President Joe Biden on Friday traveled to Boston to visit the International Brotherhood of Electrical Workers, where he participated in a phone bank for incumbent Democrat Sen. Raphael Warnock, who is running to keep his seat representing Georgia in the next Congress – a state notably further south than Biden's stop in Massachusetts.
Days before polls close on Tuesday, Biden still has no plans to visit Georgia, marking the culmination of Biden’s support-from-a-distance strategy that he employed throughout the midterms and that his aides credit with helping his party beat expectations in key races.
“This is a guy who needs our help and I think, you know, we have a chance to do something,” Biden told members of the IBEW 103 labor union, going on to highlight why it is imperative to have Warnock in the Senate for both Georgia and Biden’s agenda for the country at large.
The president, without mentioning his name, took aim at Republican challenger Herschel Walker, a former football star whose campaign has been dogged by numerous allegations from his previous romantic partners and family alike.
“This is not a referendum on Warnock. This is a choice,” Biden said of Georgia’s Senate race. “A choice between two men. One man who does not deserve to be in the United States Senate.”
“The other man is a really truly decent, honorable guy,” the president said of Warnock.

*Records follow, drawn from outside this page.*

pub mod config;
pub mod logging;
pub mod provider;
pub mod store;
pub mod stub;
pub mod task;
pub mod template;
pub mod web;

Biden, who has long supported labor unions, on Friday said that phone banks like the ones hosted by IBEW 103 might make or break Georgia’s Senate election.
“This race in Georgia is the second time there's been a runoff in two years here. It’s really, really critical,” Biden said, adding: “What you're doing really makes a gigantic difference.”
It was a message shared by Sen. Elizabeth Warren, D-Mass., in her own address to IBEW workers on Friday, where she said her own Senate victory was thanks in large part to support from labor unions.
Warren said she told Warnock earlier this week that "labor is going to be making calls for you in Georgia,” to which the incumbent responded: “We're going to get it done.”
Biden capped off the afternoon by encouraging volunteers to keep calling and campaigning through the final days of the special election, which will officially end next Tuesday. Already, early voter turnout has hit records in the Peach State, with over 1.4 million people casting their ballots since early voting opened on Monday.
“Thank you, keep it up. Call, call, call,” Biden said Friday. “It ain't over 'til it's over. So let's wait ‘til the last vote’s in.”
Later in the day, Biden will appear at a fundraiser for the Democratic Senatorial Campaign Committee, which has spent millions of dollars to boost Warnock’s campaign.
Aides said that the Boston trip was requested by Warnock’s campaign, and that Biden obliged, reflecting his promise to go wherever Democratic candidates wanted him in 2022.
“The President is willing to help Senator Warnock any way he can, however the senator wants him to get involved,” White House press secretary Karine Jean-Pierre said this week.
Warnock, meanwhile, was joined by former President Barack Obama on Thursday for a campaign event, where they urged Democratic voters to keep pushing an apparent head start in early voting in the Georgia Senate runoff.
“If they didn’t get tired, you can’t get tired,” Obama told a crowd gathered in a cavernous former railroad repair shop east of downtown Atlanta.
“We’ve got to keep on showing up,” Warnock told the crowd at his largest event of the four-week runoff blitz. “We’ve got to keep on voting. We cannot let up for even a moment. We’ve got to keep our foot on the gas all the way to victory.”
Both Obama and Warnock criticized Walker, part of Democratic attacks that Walker is unqualified and untruthful.
“I believe in my soul that Georgia knows that Georgia is better than Herschel Walker,” Warnock said.
Warnock’s Republican opponent Herschel Walker on Friday made a campaign stop in Warner Robins, where he told attendees he “love(s)” the Green New Deal and would support it were the country ready for such a piece of legislation.
“But we ain’t ready for no Green New Deal. [...] Have ya’ll seen any charging stations along the road?” Walker said. “You haven’t seen no charging station. Right now we’re not ready for it so we don’t need to be going in that direction.”
While not saying when he thought Georgia might be ready for more investments in green technologies, Walker said he would “I’ll raise my hand and say we’ve got to do it” when he feels the time is right.